Stevie said: I didn't think I needed to further explain myself. Whatever makes an individual happy goes. If I find my happiness in illegal things then I will do those things in order to achieve happiness. So what if I kill? What if I destroy? That's what makes me happy! Are you denying my existence happiness? Are you denying me my ultimate goal in life?! I'll freaking annihilate you! Nothing comes in between me and my happiness, none of your human laws that self serve your own happiness at the expense of mine.
artu said: Just to arbitrarily claim something is above human morality, does not make it above human morality. On the contrary, it makes it ridiculously anthropomorphic.

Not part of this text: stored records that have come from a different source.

//! Batch submission pipeline: validation, code generation, atomic commit.

use std::collections::HashSet;
use std::sync::Arc;

use metrics::counter;
use thiserror::Error;

use crate::domain::entities::LinkRecord;
use crate::domain::errors::{RowError, StoreError};
use crate::domain::stores::LinkRegistry;
use crate::infrastructure::telemetry::{TelemetryLevel, TelemetrySink, TelemetryStack};
use crate::utils::clock::Clock;
use crate::utils::code_generator::generate_code;
use crate::utils::validation::{validate_shortcode, validate_url, validate_validity};

/// One raw submission row, fields as the caller typed them.
///
/// A row with all three fields absent is skipped outright. For `validity` and
/// `shortcode`, a blank string counts as absent; a blank `long_url` is
/// provided-but-empty input and fails as [`RowError::MissingUrl`].
#[derive(Debug, Clone, Default)]
pub struct SubmissionRow {
    pub long_url: Option<String>,
    pub validity: Option<String>,
    pub shortcode: Option<String>,
}

/// A rejected row, indexed against the original input sequence.
#[derive(Debug, Clone, PartialEq, Eq)]
pub struct RowIssue {
    pub row: usize,
    pub error: RowError,
}

/// Why a batch produced no records.
#[derive(Debug, Error)]
pub enum SubmitError {
    /// One or more rows failed validation; nothing was committed.
    #[error("batch rejected: {} row(s) failed validation", issues.len())]
    Rejected { issues: Vec<RowIssue> },

    /// The commit itself failed — for [`StoreError::DuplicateShortcode`],
    /// a writer got there between our snapshot and the insert.
    #[error(transparent)]
    Store(#[from] StoreError),
}

/// Orchestrates validation + code generation + registry insertion for a batch
/// of link-creation requests.
///
/// The batch is all-or-nothing: any rejected row leaves the registry
/// untouched, so a caller correcting its input resubmits against a clean
/// namespace.
pub struct SubmissionPipeline {
    registry: Arc<dyn LinkRegistry>,
    clock: Arc<dyn Clock>,
    telemetry: Arc<dyn TelemetrySink>,
}

impl SubmissionPipeline {
    pub fn new(
        registry: Arc<dyn LinkRegistry>,
        clock: Arc<dyn Clock>,
        telemetry: Arc<dyn TelemetrySink>,
    ) -> Self {
        Self {
            registry,
            clock,
            telemetry,
        }
    }

    /// Processes a batch of rows.
    ///
    /// Each row is validated independently against the registry snapshot plus
    /// the codes already reserved earlier in the batch. Rows that are empty
    /// across all fields are skipped without producing a record or an error.
    ///
    /// # Returns
    ///
    /// On success, the newly created records in input order.
    ///
    /// # Errors
    ///
    /// [`SubmitError::Rejected`] with one classification per failing row, or
    /// [`SubmitError::Store`] if the atomic commit fails.
    pub async fn submit(&self, rows: Vec<SubmissionRow>) -> Result<Vec<LinkRecord>, SubmitError> {
        let snapshot = self.registry.list_all().await.map_err(SubmitError::Store)?;
        let mut taken: HashSet<String> = snapshot.into_iter().map(|r| r.shortcode).collect();

        let mut created = Vec::new();
        let mut issues = Vec::new();

        for (idx, row) in rows.iter().enumerate() {
            match self.process_row(row, &mut taken) {
                Ok(Some(record)) => created.push(record),
                Ok(None) => {}
                Err(error) => {
                    self.telemetry.emit(
                        TelemetryStack::Backend,
                        TelemetryLevel::Error,
                        "pipeline",
                        &format!("row {}: {}", idx + 1, error),
                    );
                    issues.push(RowIssue { row: idx, error });
                }
            }
        }

        if !issues.is_empty() {
            counter!("rocketlink_batches_total", "outcome" => "rejected").increment(1);
            return Err(SubmitError::Rejected { issues });
        }

        self.registry.insert_all(created.clone()).await?;

        counter!("rocketlink_batches_total", "outcome" => "committed").increment(1);
        counter!("rocketlink_links_created_total").increment(created.len() as u64);
        self.telemetry.emit(
            TelemetryStack::Backend,
            TelemetryLevel::Info,
            "pipeline",
            &format!("batch committed: {} link(s)", created.len()),
        );

        Ok(created)
    }

    /// Validates one row and reserves its code in the batch-local taken set.
    ///
    /// `Ok(None)` means the row was empty and skipped.
    fn process_row(
        &self,
        row: &SubmissionRow,
        taken: &mut HashSet<String>,
    ) -> Result<Option<LinkRecord>, RowError> {
        if row.long_url.is_none() && row.validity.is_none() && row.shortcode.is_none() {
            return Ok(None);
        }

        let long_url = present(&row.long_url).ok_or(RowError::MissingUrl)?;
        validate_url(long_url)?;

        let validity = present(&row.validity);
        let shortcode = present(&row.shortcode);

        let minutes = validate_validity(validity.unwrap_or(""))?;

        let code = match shortcode {
            Some(code) => {
                validate_shortcode(code)?;
                if taken.contains(code) {
                    return Err(RowError::ShortcodeCollision);
                }
                code.to_string()
            }
            None => generate_code(taken),
        };

        // reserve immediately so later rows in this batch cannot collide
        taken.insert(code.clone());

        let created_at = self.clock.now_ms();
        let window_ms = minutes
            .checked_mul(60_000)
            .ok_or(RowError::InvalidValidity)?;
        let expires_at = created_at
            .checked_add(window_ms)
            .ok_or(RowError::InvalidValidity)?;

        Ok(Some(LinkRecord {
            long_url: long_url.to_string(),
            shortcode: code,
            created_at,
            expires_at,
        }))
    }
}

/// Trims a field, mapping blank input to "absent".
fn present(field: &Option<String>) -> Option<&str> {
    field.as_deref().map(str::trim).filter(|s| !s.is_empty())
}
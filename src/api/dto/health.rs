//! DTO for the health check endpoint.

use serde::Serialize;

/// Health check response.
#[derive(Debug, Serialize)]
pub struct HealthResponse {
    pub status: &'static str,
    pub version: &'static str,
    pub backend: &'static str,
}
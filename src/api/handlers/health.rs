//! Handler for the health check endpoint.

use axum::{extract::State, Json};

use crate::api::dto::health::HealthResponse;
use crate::state::AppState;

/// Returns service liveness and the active persistence backend.
///
/// # Endpoint
///
/// `GET /api/health`
pub async fn health_handler(State(state): State<AppState>) -> Json<HealthResponse> {
    Json(HealthResponse {
        status: "ok",
        version: env!("CARGO_PKG_VERSION"),
        backend: state.backend,
    })
}
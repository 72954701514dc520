//! Click event entity: one recorded resolution of a live shortcode.

/// `source` value recorded when no referrer accompanies the resolution.
pub const DIRECT_SOURCE: &str = "Direct";

/// `location` value recorded when country lookup fails or is disabled.
pub const UNKNOWN_LOCATION: &str = "Unknown";

/// One click, appended to the ledger exactly once per successful resolution.
///
/// The `shortcode` is a join key into the registry, not a live reference: it
/// may point at a record that has since expired and never causes deletion.
/// Events are never mutated or removed; insertion order is the only ordering
/// guarantee.
#[derive(Debug, Clone, PartialEq, Eq)]
pub struct ClickEvent {
    pub shortcode: String,
    /// Milliseconds since the Unix epoch.
    pub timestamp: i64,
    /// Referrer that led here, or [`DIRECT_SOURCE`].
    pub source: String,
    /// Best-effort country name, [`UNKNOWN_LOCATION`] when lookup fails.
    pub location: String,
}
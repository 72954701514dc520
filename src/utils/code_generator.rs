//! Random shortcode generation.

use std::collections::HashSet;

use rand::Rng;

/// Length of generated shortcodes.
pub const GENERATED_CODE_LEN: usize = 6;

/// The 62-character alphanumeric alphabet codes are drawn from.
const ALPHABET: &[u8; 62] = b"abcdefghijklmnopqrstuvwxyzABCDEFGHIJKLMNOPQRSTUVWXYZ0123456789";

/// Generates a random 6-character code absent from `taken`.
///
/// The whole string is resampled on a hit. With 62^6 (~5.6e10) possible codes
/// the loop terminates within a handful of iterations for any realistic
/// registry size; the registry's atomic insert remains the authoritative
/// uniqueness check against concurrent writers.
pub fn generate_code(taken: &HashSet<String>) -> String {
    let mut rng = rand::rng();

    loop {
        let code: String = (0..GENERATED_CODE_LEN)
            .map(|_| ALPHABET[rng.random_range(0..ALPHABET.len())] as char)
            .collect();

        if !taken.contains(&code) {
            return code;
        }
    }
}
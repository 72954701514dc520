use axum::{
    http::StatusCode,
    response::{IntoResponse, Response},
    Json,
};
use serde::Serialize;
use serde_json::{json, Value};

use crate::application::services::SubmitError;
use crate::domain::errors::StoreError;

#[derive(Serialize)]
struct ErrorBody {
    error: ErrorInfo,
}

#[derive(Serialize)]
struct ErrorInfo {
    code: &'static str,
    message: String,
    details: Value,
}

#[derive(Debug)]
pub enum AppError {
    Validation { message: String, details: Value },
    NotFound { message: String, details: Value },
    Gone { message: String, details: Value },
    Conflict { message: String, details: Value },
    Internal { message: String, details: Value },
}

impl AppError {
    pub fn bad_request(message: impl Into<String>, details: Value) -> Self {
        Self::Validation {
            message: message.into(),
            details,
        }
    }
    pub fn not_found(message: impl Into<String>, details: Value) -> Self {
        Self::NotFound {
            message: message.into(),
            details,
        }
    }
    pub fn gone(message: impl Into<String>, details: Value) -> Self {
        Self::Gone {
            message: message.into(),
            details,
        }
    }
    pub fn conflict(message: impl Into<String>, details: Value) -> Self {
        Self::Conflict {
            message: message.into(),
            details,
        }
    }
    pub fn internal(message: impl Into<String>, details: Value) -> Self {
        Self::Internal {
            message: message.into(),
            details,
        }
    }
}

impl IntoResponse for AppError {
    fn into_response(self) -> Response {
        let (status, code, message, details) = match self {
            AppError::Validation { message, details } => (
                StatusCode::BAD_REQUEST,
                "validation_error",
                message,
                details,
            ),
            AppError::NotFound { message, details } => {
                (StatusCode::NOT_FOUND, "not_found", message, details)
            }
            AppError::Gone { message, details } => (StatusCode::GONE, "expired", message, details),
            AppError::Conflict { message, details } => {
                (StatusCode::CONFLICT, "conflict", message, details)
            }
            AppError::Internal { message, details } => (
                StatusCode::INTERNAL_SERVER_ERROR,
                "internal_error",
                message,
                details,
            ),
        };

        let body = ErrorBody {
            error: ErrorInfo {
                code,
                message,
                details,
            },
        };

        (status, Json(body)).into_response()
    }
}

impl From<StoreError> for AppError {
    fn from(e: StoreError) -> Self {
        match e {
            StoreError::DuplicateShortcode { code } => {
                AppError::conflict("Shortcode already exists", json!({ "code": code }))
            }
            StoreError::Backend(reason) => {
                AppError::internal("Storage error", json!({ "reason": reason }))
            }
        }
    }
}

impl From<SubmitError> for AppError {
    fn from(e: SubmitError) -> Self {
        match e {
            SubmitError::Rejected { issues } => {
                let rows: Vec<Value> = issues
                    .iter()
                    .map(|issue| {
                        json!({
                            "row": issue.row,
                            "error": issue.error.kind(),
                            "message": issue.error.to_string(),
                        })
                    })
                    .collect();
                AppError::bad_request("Batch rejected", json!({ "rows": rows }))
            }
            SubmitError::Store(store) => store.into(),
        }
    }
}

impl From<validator::ValidationErrors> for AppError {
    fn from(e: validator::ValidationErrors) -> Self {
        AppError::bad_request("Invalid request body", json!({ "fields": e.to_string() }))
    }
}
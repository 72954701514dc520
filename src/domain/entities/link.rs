//! Link record entity: one shortcode → long URL mapping.

/// A registered shortcode mapping.
///
/// Records are immutable once created and are never deleted: expiry is a
/// logical state derived from the clock, expired records stay queryable for
/// analytics, and their codes are never reused within a registry instance.
#[derive(Debug, Clone, PartialEq, Eq)]
pub struct LinkRecord {
    /// Destination, an absolute URL with scheme and host.
    pub long_url: String,
    /// 3-16 alphanumeric characters, unique across the registry lifetime.
    pub shortcode: String,
    /// Milliseconds since the Unix epoch.
    pub created_at: i64,
    /// Milliseconds since the Unix epoch; always greater than `created_at`.
    pub expires_at: i64,
}

impl LinkRecord {
    /// True once the validity window has passed.
    ///
    /// The boundary instant itself still resolves as live: expiry is strict
    /// `now > expires_at`, not `>=`.
    pub fn is_expired(&self, now_ms: i64) -> bool {
        now_ms > self.expires_at
    }
}
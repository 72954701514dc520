//! Handler for short URL redirect.

use axum::{
    extract::{Path, State},
    http::{header, HeaderMap},
    response::{IntoResponse, Redirect},
};
use serde_json::json;
use std::net::SocketAddr;

use crate::application::services::Resolution;
use crate::error::AppError;
use crate::infrastructure::geo::RequestContext;
use crate::state::AppState;

/// Redirects a short code to its destination.
///
/// # Endpoint
///
/// `GET /{code}`
///
/// # Request Flow
///
/// 1. Resolve the code against the registry
/// 2. For a live hit, record the click (referrer + best-effort country)
///    before responding — a client that disconnects mid-redirect still counts
/// 3. Return 307 Temporary Redirect to the stored destination
///
/// # Errors
///
/// - 404 if the code was never registered
/// - 410 if the code's validity window has passed
pub async fn redirect_handler(
    Path(code): Path<String>,
    State(state): State<AppState>,
    headers: HeaderMap,
    axum::extract::ConnectInfo(addr): axum::extract::ConnectInfo<SocketAddr>,
) -> Result<impl IntoResponse, AppError> {
    let referrer = headers
        .get(header::REFERER)
        .and_then(|v| v.to_str().ok());

    let client = RequestContext {
        ip: Some(addr.ip().to_string()),
    };

    match state.resolver.resolve(Some(&code), referrer, &client).await? {
        Resolution::Redirecting { long_url } => Ok(Redirect::temporary(&long_url)),
        Resolution::NotFound => Err(AppError::not_found(
            "Short link not found",
            json!({ "code": code }),
        )),
        Resolution::Expired => Err(AppError::gone(
            "Short link has expired",
            json!({ "code": code }),
        )),
    }
}
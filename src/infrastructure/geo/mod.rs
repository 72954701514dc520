//! Best-effort geolocation collaborator.
//!
//! Country lookup is a side observation, never a dependency: every
//! implementation degrades to [`UNKNOWN_LOCATION`] instead of erroring or
//! blocking a resolution.

pub mod http_api;

pub use http_api::HttpGeoProvider;

use async_trait::async_trait;

use crate::domain::entities::UNKNOWN_LOCATION;

/// Client details a lookup may use.
#[derive(Debug, Clone, Default)]
pub struct RequestContext {
    pub ip: Option<String>,
}

/// Resolves a country name for a request.
#[async_trait]
pub trait GeoLookup: Send + Sync {
    /// Returns a country name, or [`UNKNOWN_LOCATION`] on any failure,
    /// timeout, or missing data. Never errors to the caller.
    async fn country_for(&self, ctx: &RequestContext) -> String;
}

/// Provider used when no geolocation API is configured.
pub struct NullGeo;

#[async_trait]
impl GeoLookup for NullGeo {
    async fn country_for(&self, _ctx: &RequestContext) -> String {
        UNKNOWN_LOCATION.to_string()
    }
}
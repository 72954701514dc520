//! Domain error taxonomies.
//!
//! Everything here is recoverable by the caller; nothing is fatal to the
//! process. Row errors are collected per submission row and returned together
//! so the caller can surface every issue at once.

use thiserror::Error;

/// Classification of a rejected submission row.
#[derive(Debug, Clone, Copy, PartialEq, Eq, Error)]
pub enum RowError {
    #[error("long URL is required")]
    MissingUrl,
    #[error("invalid URL format")]
    InvalidUrl,
    #[error("validity must be a positive integer number of minutes")]
    InvalidValidity,
    #[error("shortcode must be alphanumeric (3-16 chars)")]
    InvalidShortcode,
    #[error("shortcode already exists")]
    ShortcodeCollision,
}

impl RowError {
    /// Stable machine-readable identifier for API error bodies.
    pub fn kind(&self) -> &'static str {
        match self {
            Self::MissingUrl => "missing_url",
            Self::InvalidUrl => "invalid_url",
            Self::InvalidValidity => "invalid_validity",
            Self::InvalidShortcode => "invalid_shortcode",
            Self::ShortcodeCollision => "shortcode_collision",
        }
    }
}

/// Errors surfaced by the registry store and click ledger.
#[derive(Debug, Error)]
pub enum StoreError {
    /// Commit-time uniqueness violation. This is the authoritative collision
    /// check: it also catches races the pipeline's snapshot cannot see.
    #[error("shortcode already exists: {code}")]
    DuplicateShortcode { code: String },

    #[error("storage backend error: {0}")]
    Backend(String),
}
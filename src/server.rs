//! HTTP server initialization and runtime setup.
//!
//! Wires the configured persistence backend, the external collaborators
//! (geolocation, telemetry), and the application services into the Axum
//! server lifecycle.

use std::net::SocketAddr;
use std::sync::Arc;

use anyhow::Result;

use crate::application::services::{RedirectResolver, StatsService, SubmissionPipeline};
use crate::config::Config;
use crate::domain::stores::{ClickLedger, LinkRegistry};
use crate::infrastructure::geo::{GeoLookup, HttpGeoProvider, NullGeo};
use crate::infrastructure::persistence::{MemoryStore, SqliteStore};
use crate::infrastructure::telemetry::{HttpTelemetrySink, NullSink, TelemetrySink};
use crate::routes::app_router;
use crate::state::AppState;
use crate::utils::clock::SystemClock;

/// Runs the HTTP server with the given configuration.
///
/// Initializes:
/// - Persistence backend (in-memory, or SQLite when `DATABASE_URL` is set)
/// - Geolocation and telemetry collaborators (no-op unless configured)
/// - Application services and the Axum HTTP server
///
/// # Errors
///
/// Returns an error if the database cannot be opened, the listen address is
/// invalid, or the server fails at runtime.
pub async fn run(config: Config) -> Result<()> {
    let (registry, ledger, backend): (Arc<dyn LinkRegistry>, Arc<dyn ClickLedger>, &'static str) =
        match &config.database_url {
            Some(url) => {
                let store = Arc::new(SqliteStore::connect(url).await?);
                tracing::info!("Storage: SQLite ({url})");
                (store.clone(), store, "sqlite")
            }
            None => {
                let store = Arc::new(MemoryStore::new());
                tracing::info!("Storage: in-memory");
                (store.clone(), store, "memory")
            }
        };

    let geo: Arc<dyn GeoLookup> = match &config.geoip_api_url {
        Some(url) => {
            tracing::info!("GeoIP: external API enabled");
            Arc::new(HttpGeoProvider::new(url, config.geoip_timeout_ms))
        }
        None => Arc::new(NullGeo),
    };

    let telemetry: Arc<dyn TelemetrySink> = match &config.telemetry_url {
        Some(url) => {
            tracing::info!("Telemetry: remote sink enabled");
            Arc::new(HttpTelemetrySink::new(url))
        }
        None => Arc::new(NullSink),
    };

    let clock = Arc::new(SystemClock);

    let pipeline = Arc::new(SubmissionPipeline::new(
        registry.clone(),
        clock.clone(),
        telemetry.clone(),
    ));
    let resolver = Arc::new(RedirectResolver::new(
        registry.clone(),
        ledger.clone(),
        geo,
        clock.clone(),
        telemetry,
    ));
    let stats = Arc::new(StatsService::new(registry, ledger, clock));

    let state = AppState {
        pipeline,
        resolver,
        stats,
        base_url: config.base_url.clone(),
        backend,
    };

    let app = app_router(state);

    let addr: SocketAddr = config.listen_addr.parse()?;
    let listener = tokio::net::TcpListener::bind(addr).await?;
    tracing::info!("Listening on http://{addr}");

    axum::serve(
        listener,
        app.into_make_service_with_connect_info::<SocketAddr>(),
    )
    .with_graceful_shutdown(shutdown_signal())
    .await?;

    Ok(())
}

async fn shutdown_signal() {
    let _ = tokio::signal::ctrl_c().await;
    tracing::info!("Shutdown signal received");
}
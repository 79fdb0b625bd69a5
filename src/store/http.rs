//! HTTP document store speaking the collections REST API.

use crate::collection::model::CollectionTree;
use crate::error::SyncError;
use crate::store::{CollectionEnvelope, DocumentStore};
use async_trait::async_trait;
use reqwest::header::{ACCEPT, CONTENT_TYPE, USER_AGENT};
use reqwest::{RequestBuilder, StatusCode};
use serde_json::Value;
use tracing::{debug, info};

const API_KEY_HEADER: &str = "X-Api-Key";

pub struct HttpDocumentStore {
    client: reqwest::Client,
    base_url: String,
    api_key: String,
    default_name: String,
}

impl HttpDocumentStore {
    /// `default_name` names the empty tree used when a fetched document has no items.
    pub fn new(base_url: &str, api_key: &str, default_name: &str) -> Result<Self, SyncError> {
        if api_key.trim().is_empty() {
            return Err(SyncError::ConfigError(
                "Document store API key is not set".to_string(),
            ));
        }
        let client = reqwest::Client::builder().build()?;
        Ok(HttpDocumentStore {
            client,
            base_url: base_url.trim_end_matches('/').to_string(),
            api_key: api_key.to_string(),
            default_name: default_name.to_string(),
        })
    }

    /// `{base}/collections` or `{base}/collections/{id}`.
    pub fn collection_url(&self, id: Option<&str>) -> String {
        match id {
            Some(id) => format!("{}/collections/{}", self.base_url, id),
            None => format!("{}/collections", self.base_url),
        }
    }

    fn authorized(&self, builder: RequestBuilder) -> RequestBuilder {
        builder
            .header(API_KEY_HEADER, &self.api_key)
            .header(ACCEPT, "application/json")
            .header(USER_AGENT, concat!("collection-sync/", env!("CARGO_PKG_VERSION")))
    }

    async fn write(
        &self,
        operation: &'static str,
        builder: RequestBuilder,
        tree: &CollectionTree,
    ) -> Result<(), SyncError> {
        let body = serde_json::to_vec(&CollectionEnvelope { collection: tree })?;
        let response = self
            .authorized(builder)
            .header(CONTENT_TYPE, "application/json")
            .body(body)
            .send()
            .await?;

        let status = response.status();
        if !status.is_success() {
            let body = response.text().await.unwrap_or_default();
            return Err(SyncError::WriteFailed {
                operation,
                status: status.as_u16(),
                body,
            });
        }
        debug!(operation, status = status.as_u16(), "Document store write succeeded");
        Ok(())
    }
}

#[async_trait]
impl DocumentStore for HttpDocumentStore {
    async fn fetch(&self, id: &str) -> Result<Option<CollectionTree>, SyncError> {
        let url = self.collection_url(Some(id));
        debug!(url = %url, "Fetching collection");
        let response = self.authorized(self.client.get(&url)).send().await?;

        let status = response.status();
        if status == StatusCode::NOT_FOUND {
            info!(id, "Collection not found, a new one will be created");
            return Ok(None);
        }
        if !status.is_success() {
            let body = response.text().await.unwrap_or_default();
            return Err(SyncError::FetchFailed {
                status: status.as_u16(),
                body,
            });
        }

        let document: Value = response.json().await?;
        Ok(Some(CollectionTree::from_document(document, &self.default_name)?))
    }

    async fn create(&self, tree: &CollectionTree) -> Result<(), SyncError> {
        let builder = self.client.post(self.collection_url(None));
        self.write("POST", builder, tree).await
    }

    async fn replace(&self, id: &str, tree: &CollectionTree) -> Result<(), SyncError> {
        let builder = self.client.put(self.collection_url(Some(id)));
        self.write("PUT", builder, tree).await
    }
}
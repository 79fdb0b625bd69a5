//! Configuration
//!
//! Layered run configuration: built-in defaults, then the global config file,
//! then the workspace config file, then `COLLECTION_SYNC_*` environment
//! variables. CLI flags are applied on top by the caller.

pub mod facade;
pub mod merge;
pub mod sources;

pub use facade::ConfigLoader;

use crate::error::SyncError;
use crate::logging::LoggingConfig;
use serde::{Deserialize, Serialize};

/// Prefix of environment overrides, e.g. `COLLECTION_SYNC_STORE__API_KEY`.
pub const ENV_PREFIX: &str = "COLLECTION_SYNC";

/// Config file looked up in the workspace root.
pub const WORKSPACE_CONFIG_FILE: &str = "collection-sync.toml";

pub const DEFAULT_COLLECTION_NAME: &str = "API_COLLECTION";
pub const DEFAULT_SOURCE_GLOB: &str = "services/**/designtime/*_API.json";
pub const DEFAULT_STORE_BASE_URL: &str = "https://api.getpostman.com";

fn default_true() -> bool {
    true
}

fn default_collection_name() -> String {
    DEFAULT_COLLECTION_NAME.to_string()
}

fn default_source_glob() -> String {
    DEFAULT_SOURCE_GLOB.to_string()
}

fn default_base_url() -> String {
    DEFAULT_STORE_BASE_URL.to_string()
}

/// Full configuration for a sync run.
#[derive(Debug, Clone, Serialize, Deserialize)]
pub struct SyncConfig {
    /// Replace the persisted tree (true) or merge into it (false)
    #[serde(default = "default_true")]
    pub prune: bool,

    /// Name of the collection when one has to be created
    #[serde(default = "default_collection_name")]
    pub collection_name: String,

    /// Glob, relative to the workspace root, selecting specification files
    #[serde(default = "default_source_glob")]
    pub source_glob: String,

    #[serde(default)]
    pub store: StoreConfig,

    #[serde(default)]
    pub logging: LoggingConfig,
}

impl Default for SyncConfig {
    fn default() -> Self {
        Self {
            prune: default_true(),
            collection_name: default_collection_name(),
            source_glob: default_source_glob(),
            store: StoreConfig::default(),
            logging: LoggingConfig::default(),
        }
    }
}

/// Document store connection settings.
#[derive(Debug, Clone, Serialize, Deserialize)]
pub struct StoreConfig {
    #[serde(default = "default_base_url")]
    pub base_url: String,

    #[serde(default, skip_serializing_if = "Option::is_none")]
    pub api_key: Option<String>,

    /// Id of the persisted collection
    #[serde(default, skip_serializing_if = "Option::is_none")]
    pub collection_uid: Option<String>,
}

impl Default for StoreConfig {
    fn default() -> Self {
        Self {
            base_url: default_base_url(),
            api_key: None,
            collection_uid: None,
        }
    }
}

/// The options the orchestrator needs, fixed for the duration of a run.
#[derive(Debug, Clone, PartialEq, Eq)]
pub struct SyncOptions {
    pub prune: bool,
    pub collection_name: String,
    pub source_glob: String,
}

impl SyncConfig {
    pub fn options(&self) -> SyncOptions {
        SyncOptions {
            prune: self.prune,
            collection_name: self.collection_name.clone(),
            source_glob: self.source_glob.clone(),
        }
    }

    /// Store credentials required by `sync`: `(api_key, collection_uid)`.
    pub fn store_credentials(&self) -> Result<(&str, &str), SyncError> {
        fn present(value: &Option<String>) -> Option<&str> {
            value
                .as_deref()
                .map(str::trim)
                .filter(|v| !v.is_empty() && *v != "REPLACE_ME")
        }

        let api_key = present(&self.store.api_key).ok_or_else(|| {
            SyncError::ConfigError(format!(
                "Missing store.api_key (set {}_STORE__API_KEY)",
                ENV_PREFIX
            ))
        })?;
        let uid = present(&self.store.collection_uid).ok_or_else(|| {
            SyncError::ConfigError(format!(
                "Missing store.collection_uid (set {}_STORE__COLLECTION_UID)",
                ENV_PREFIX
            ))
        })?;
        Ok((api_key, uid))
    }
}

Stevie said: That's the kind of reasoning resulting from disbelief in the act of creation by a divine being.
This is not reaching nirvana here exactly, is it? You are saying to justify feeling restricted from doing X or Y hideous act, (whether you actually want to do them or not does not matter), you would need some divine power telling you not to and that would be the only acceptable restriction that can be justified beyond any doubt. The only thing that rules out "whatever makes an individual happy goes" is divine intervention. Basically, you are bringing in an overwhelmingly subjective faith to claim it removes subjectivity from the equation.
@JJ
Nothing he says suggests his comparison is between the social and the individual, human law is social. His comparison is between the divine and secular.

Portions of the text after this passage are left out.